Siegfried Sassoon

Two Aunts

The book featured on this page is a copy of the Rubaiyat of Omar Khayyam and the Salaman and Absal of Jami, published by Bernard Quaritch in 1879.

The book was given as a gift to Louise Sassoon from her sister Rachel in 1889 as shown in the inscription (below right). Louise Sassoon and Rachel [Beer] were both aunts of Siegfried Sassoon.

Louise Sassoon - The Gunzburg family was a distinguished Russian family of bankers and philanthropists. Baron Joseph Yozel Gunburg founded the Joseph Yevsel Guenzburg bank in St. Petersburg, which became one of the chief financial institutions of Russia. Baron Horace de Gunzburg, Joseph's son, was financial adviser to the archduke of Hesse Darmstadt and was appointed consul-general in Russia from 1868-1872. Baron Horace de Gunzburg's favourite daughter, Louise, married Joseph Sassoon, one of the brothers of Siegfried’s father, Alfred.

This marriage had been arranged by Joseph’s mother, Flora, and Joseph dutifully made his way to Russia to meet her. Young, rich, beautiful, and strictly Orthodox, she was the perfect partner. They were soon married and Louise was brought back to England where she took up residence at the family home, an Elizabethan mansion called Ashley Park, at Walton-on-Thames.

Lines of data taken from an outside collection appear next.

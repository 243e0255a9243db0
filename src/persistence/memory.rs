//! In-process store with the same constraints as the PostgreSQL schema.
//!
//! [`MemoryStore`] keeps the three tables in insertion order behind a single
//! [`tokio::sync::RwLock`]. Primary keys, foreign keys and `ON DELETE
//! CASCADE` are enforced the way the migration declares them, so service and
//! router behavior is identical across backends.

use async_trait::async_trait;
use chrono::Utc;
use tokio::sync::RwLock;

use super::GroupStore;
use crate::domain::records::{
    ExpenseRecord, GroupRecord, MemberRecord, NewExpense, round_amount,
};
use crate::domain::weights::StoredWeights;
use crate::error::ServiceError;

#[derive(Debug, Default)]
struct Tables {
    groups: Vec<GroupRecord>,
    members: Vec<MemberRecord>,
    expenses: Vec<ExpenseRecord>,
}

/// Volatile store for local runs and tests.
#[derive(Debug, Default)]
pub struct MemoryStore {
    tables: RwLock<Tables>,
}

impl MemoryStore {
    /// Creates an empty store.
    #[must_use]
    pub fn new() -> Self {
        Self::default()
    }
}

fn duplicate_key(table: &str, id: &str) -> ServiceError {
    ServiceError::PersistenceError(format!(
        "duplicate key value violates unique constraint \"{table}_pkey\": id {id}"
    ))
}

/// Smallest magnitude that no longer fits `NUMERIC(10,2)`.
const AMOUNT_OVERFLOW: f64 = 1e8;

fn foreign_key(table: &str, column: &str, value: &str) -> ServiceError {
    ServiceError::PersistenceError(format!(
        "insert on table \"{table}\" violates foreign key constraint on {column}: {value} is not present"
    ))
}

#[async_trait]
impl GroupStore for MemoryStore {
    async fn migrate(&self) -> Result<(), ServiceError> {
        Ok(())
    }

    async fn insert_group(
        &self,
        id: &str,
        name: &str,
        currency: &str,
    ) -> Result<(), ServiceError> {
        let mut tables = self.tables.write().await;
        if tables.groups.iter().any(|g| g.id == id) {
            return Err(duplicate_key("groups", id));
        }
        let now = Utc::now();
        tables.groups.push(GroupRecord {
            id: id.to_string(),
            name: name.to_string(),
            currency: currency.to_string(),
            created_at: now,
            updated_at: now,
        });
        Ok(())
    }

    async fn update_group(
        &self,
        id: &str,
        name: &str,
        currency: &str,
    ) -> Result<u64, ServiceError> {
        let mut tables = self.tables.write().await;
        let Some(group) = tables.groups.iter_mut().find(|g| g.id == id) else {
            return Ok(0);
        };
        group.name = name.to_string();
        group.currency = currency.to_string();
        group.updated_at = Utc::now();
        Ok(1)
    }

    async fn find_group(&self, id: &str) -> Result<Option<GroupRecord>, ServiceError> {
        let tables = self.tables.read().await;
        Ok(tables.groups.iter().find(|g| g.id == id).cloned())
    }

    async fn list_members(&self, group_id: &str) -> Result<Vec<MemberRecord>, ServiceError> {
        let tables = self.tables.read().await;
        Ok(tables
            .members
            .iter()
            .filter(|m| m.group_id == group_id)
            .cloned()
            .collect())
    }

    async fn list_expenses(&self, group_id: &str) -> Result<Vec<ExpenseRecord>, ServiceError> {
        let tables = self.tables.read().await;
        Ok(tables
            .expenses
            .iter()
            .filter(|e| e.group_id == group_id)
            .cloned()
            .collect())
    }

    async fn insert_member(
        &self,
        id: &str,
        group_id: &str,
        name: &str,
    ) -> Result<(), ServiceError> {
        let mut tables = self.tables.write().await;
        if tables.members.iter().any(|m| m.id == id) {
            return Err(duplicate_key("members", id));
        }
        if !tables.groups.iter().any(|g| g.id == group_id) {
            return Err(foreign_key("members", "group_id", group_id));
        }
        tables.members.push(MemberRecord {
            id: id.to_string(),
            group_id: group_id.to_string(),
            name: name.to_string(),
            created_at: Utc::now(),
        });
        Ok(())
    }

    async fn delete_member(&self, group_id: &str, member_id: &str) -> Result<u64, ServiceError> {
        let mut tables = self.tables.write().await;
        let before = tables.members.len();
        tables
            .members
            .retain(|m| !(m.id == member_id && m.group_id == group_id));
        let removed = before - tables.members.len();
        if removed > 0 {
            // payer_id cascade
            tables.expenses.retain(|e| e.payer_id != member_id);
        }
        Ok(removed as u64)
    }

    async fn insert_expense(&self, expense: &NewExpense) -> Result<ExpenseRecord, ServiceError> {
        let weights = serde_json::from_str::<serde_json::Value>(&expense.weights_json)
            .map_err(|e| ServiceError::PersistenceError(format!("invalid input syntax for type json: {e}")))?;
        let amount = round_amount(expense.amount);
        if amount.is_nan() || amount.abs() >= AMOUNT_OVERFLOW {
            return Err(ServiceError::PersistenceError(format!(
                "numeric field overflow: {} does not fit NUMERIC(10,2)",
                expense.amount
            )));
        }

        let mut tables = self.tables.write().await;
        if tables.expenses.iter().any(|e| e.id == expense.id) {
            return Err(duplicate_key("expenses", &expense.id));
        }
        if !tables.groups.iter().any(|g| g.id == expense.group_id) {
            return Err(foreign_key("expenses", "group_id", &expense.group_id));
        }
        if !tables.members.iter().any(|m| m.id == expense.payer_id) {
            return Err(foreign_key("expenses", "payer_id", &expense.payer_id));
        }

        let record = ExpenseRecord {
            id: expense.id.clone(),
            group_id: expense.group_id.clone(),
            description: expense.description.clone(),
            amount,
            payer_id: expense.payer_id.clone(),
            split_type: expense.split_type.clone(),
            weights: StoredWeights::from(weights),
            created_at: Utc::now(),
        };
        tables.expenses.push(record.clone());
        Ok(record)
    }

    async fn delete_expense(
        &self,
        group_id: &str,
        expense_id: &str,
    ) -> Result<u64, ServiceError> {
        let mut tables = self.tables.write().await;
        let before = tables.expenses.len();
        tables
            .expenses
            .retain(|e| !(e.id == expense_id && e.group_id == group_id));
        Ok((before - tables.expenses.len()) as u64)
    }
}

#[cfg(test)]
#[allow(clippy::panic)]
mod tests {
    use super::*;

    fn new_expense(id: &str, group_id: &str, payer_id: &str, weights_json: &str) -> NewExpense {
        NewExpense {
            id: id.to_string(),
            group_id: group_id.to_string(),
            description: "Taxi".to_string(),
            amount: 80.0,
            payer_id: payer_id.to_string(),
            split_type: "equal".to_string(),
            weights_json: weights_json.to_string(),
        }
    }

    async fn seeded() -> MemoryStore {
        let store = MemoryStore::new();
        let Ok(()) = store.insert_group("g1", "Trip", "HKD").await else {
            panic!("insert g1");
        };
        let Ok(()) = store.insert_group("g2", "Flat", "EUR").await else {
            panic!("insert g2");
        };
        let Ok(()) = store.insert_member("m1", "g1", "Ann").await else {
            panic!("insert m1");
        };
        let Ok(()) = store.insert_member("m2", "g1", "Bo").await else {
            panic!("insert m2");
        };
        store
    }

    #[tokio::test]
    async fn duplicate_group_id_is_rejected() {
        let store = seeded().await;
        let result = store.insert_group("g1", "Again", "HKD").await;
        assert!(matches!(result, Err(ServiceError::PersistenceError(_))));
    }

    #[tokio::test]
    async fn member_requires_existing_group() {
        let store = seeded().await;
        let result = store.insert_member("m9", "missing", "Cy").await;
        assert!(matches!(result, Err(ServiceError::PersistenceError(_))));
    }

    #[tokio::test]
    async fn expense_requires_existing_payer() {
        let store = seeded().await;
        let result = store
            .insert_expense(&new_expense("e1", "g1", "nobody", "[]"))
            .await;
        assert!(matches!(result, Err(ServiceError::PersistenceError(_))));
    }

    #[tokio::test]
    async fn expense_weights_text_must_be_json() {
        let store = seeded().await;
        let result = store
            .insert_expense(&new_expense("e1", "g1", "m1", "{bad"))
            .await;
        assert!(matches!(result, Err(ServiceError::PersistenceError(_))));
    }

    #[tokio::test]
    async fn amount_must_fit_numeric_column() {
        let store = seeded().await;

        let mut largest = new_expense("e1", "g1", "m1", "[]");
        largest.amount = 99_999_999.99;
        let Ok(record) = store.insert_expense(&largest).await else {
            panic!("largest two-decimal amount must fit");
        };
        assert!((record.amount - 99_999_999.99).abs() < f64::EPSILON * 1e8);

        for (id, amount) in [("e2", 1e8), ("e3", -1e12), ("e4", 99_999_999.996)] {
            let mut too_big = new_expense(id, "g1", "m1", "[]");
            too_big.amount = amount;
            let result = store.insert_expense(&too_big).await;
            assert!(
                matches!(result, Err(ServiceError::PersistenceError(_))),
                "{amount} must overflow"
            );
        }

        let Ok(expenses) = store.list_expenses("g1").await else {
            panic!("list failed");
        };
        assert_eq!(expenses.len(), 1);
    }

    #[tokio::test]
    async fn delete_member_is_scoped_to_group() {
        let store = seeded().await;

        let Ok(0) = store.delete_member("g2", "m1").await else {
            panic!("cross-group delete must affect no rows");
        };
        let Ok(1) = store.delete_member("g1", "m1").await else {
            panic!("scoped delete must affect one row");
        };

        let Ok(members) = store.list_members("g1").await else {
            panic!("list failed");
        };
        let ids: Vec<&str> = members.iter().map(|m| m.id.as_str()).collect();
        assert_eq!(ids, ["m2"]);
    }

    #[tokio::test]
    async fn delete_member_cascades_to_paid_expenses() {
        let store = seeded().await;
        for (id, payer) in [("e1", "m1"), ("e2", "m2"), ("e3", "m1")] {
            let Ok(_) = store.insert_expense(&new_expense(id, "g1", payer, "[]")).await else {
                panic!("insert {id}");
            };
        }

        let Ok(1) = store.delete_member("g1", "m1").await else {
            panic!("delete failed");
        };

        let Ok(expenses) = store.list_expenses("g1").await else {
            panic!("list failed");
        };
        let ids: Vec<&str> = expenses.iter().map(|e| e.id.as_str()).collect();
        assert_eq!(ids, ["e2"]);
    }

    #[tokio::test]
    async fn delete_expense_is_scoped_to_group() {
        let store = seeded().await;
        let Ok(_) = store.insert_expense(&new_expense("e1", "g1", "m1", "[]")).await else {
            panic!("insert failed");
        };

        assert!(matches!(store.delete_expense("g2", "e1").await, Ok(0)));
        assert!(matches!(store.delete_expense("g1", "e1").await, Ok(1)));
        assert!(matches!(store.delete_expense("g1", "e1").await, Ok(0)));
    }

    #[tokio::test]
    async fn update_reports_rows_affected() {
        let store = seeded().await;
        assert!(matches!(store.update_group("g1", "Trip 2", "JPY").await, Ok(1)));
        assert!(matches!(store.update_group("nope", "X", "USD").await, Ok(0)));

        let Ok(Some(group)) = store.find_group("g1").await else {
            panic!("group missing");
        };
        assert_eq!(group.currency, "JPY");
        assert!(group.updated_at >= group.created_at);
    }
}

Rachel Beer (below) - (1858–1927) was editor of The Observer (1891–1904) and owner-editor of The Sunday Times (1893–1904). Rachel was born in Bombay to Sassoon David Sassoon, of the Iraqi Sassoon family, one of the wealthiest families of the 19th century.

Omar Khyyam
Omar Khyyam Inscription

As a young woman, Rachel volunteered as a nurse in a hospital before marrying the wealthy financier Frederick Arthur Beer in 1887. Before long Frederick began to show signs of a mysterious illness which was the cause of headaches, changes of mood and creeping paralysis. This was eventually diagnosed as  inherited syphilis which had either been passed on by his mother who had purportedly been an opera singer, but may have carried on a different profession, or from his father who had caught the disease from a previous mistress and who then passed it on to his wife and then to Frederick. Rachel converted to the Anglican religion when she married Frederick, who was also an Anglican as his Jewish family had also converted. The Beers had their roots as a banking family in the Frankfurt ghetto. In the UK they were financiers whose investments included ownership of newspapers. 

Rachel Beer

Soon after her marriage to Frederick, Rachel began contributing articles to The Observer, which the Beer family then owned. In 1891, she took over as editor, becoming the first female editor of a national newspaper in the process. Two years later, she purchased the Sunday Times and became the editor of that newspaper as well. Though "not . . . a brilliant editor", she was known for her "occasional flair and businesslike decisions". It was during her time as editor that The Observer achieved one of its greatest exclusives: the admission by Count Esterhazy that he had forged the letters that condemned innocent Jewish officer Captain Dreyfus to Devil’s Island. The story provoked an international outcry and led to the release and pardon of Dreyfus and court martial of Esterhazy.

Frederick's death in 1903 triggered a breakdown in Rachel. Her erratic behavior, culminating in a collapse, was proof that Frederick had passed the disease on to her. The following year she was committed and her trustees sold both newspapers. Although Rachel subsequently recovered, she required nursing care for the remainder of her life. Rachel spent her final years at Chancellor House in Tunbridge Wells, where she died in 1927.

Though Rachel's husband Frederick was buried in his father's enormous mausoleum in Highgate Cemetery in London, Rachel's family intervened to prevent her burial in that bastion of Anglican religion. Instead she was interred in the Sassoon family mausoleum in Brighton. Among her relatives was her nephew Siegfried Sassoon. Her brother Alfred, Siegfried’s father, had been cut off by his family for marrying outside the Jewish faith; though Rachel had also married a gentile, in her case the action was forgivable because of her sex (or maybe the wealth of her husband). In her will she left a generous legacy of 50,000 to Siegfried, enabling him to purchase Heytesbury House in Wiltshire, where he spent the rest of his life. In honour of her bequest, Siegfried hung an oil portrait of his aunt over the fireplace.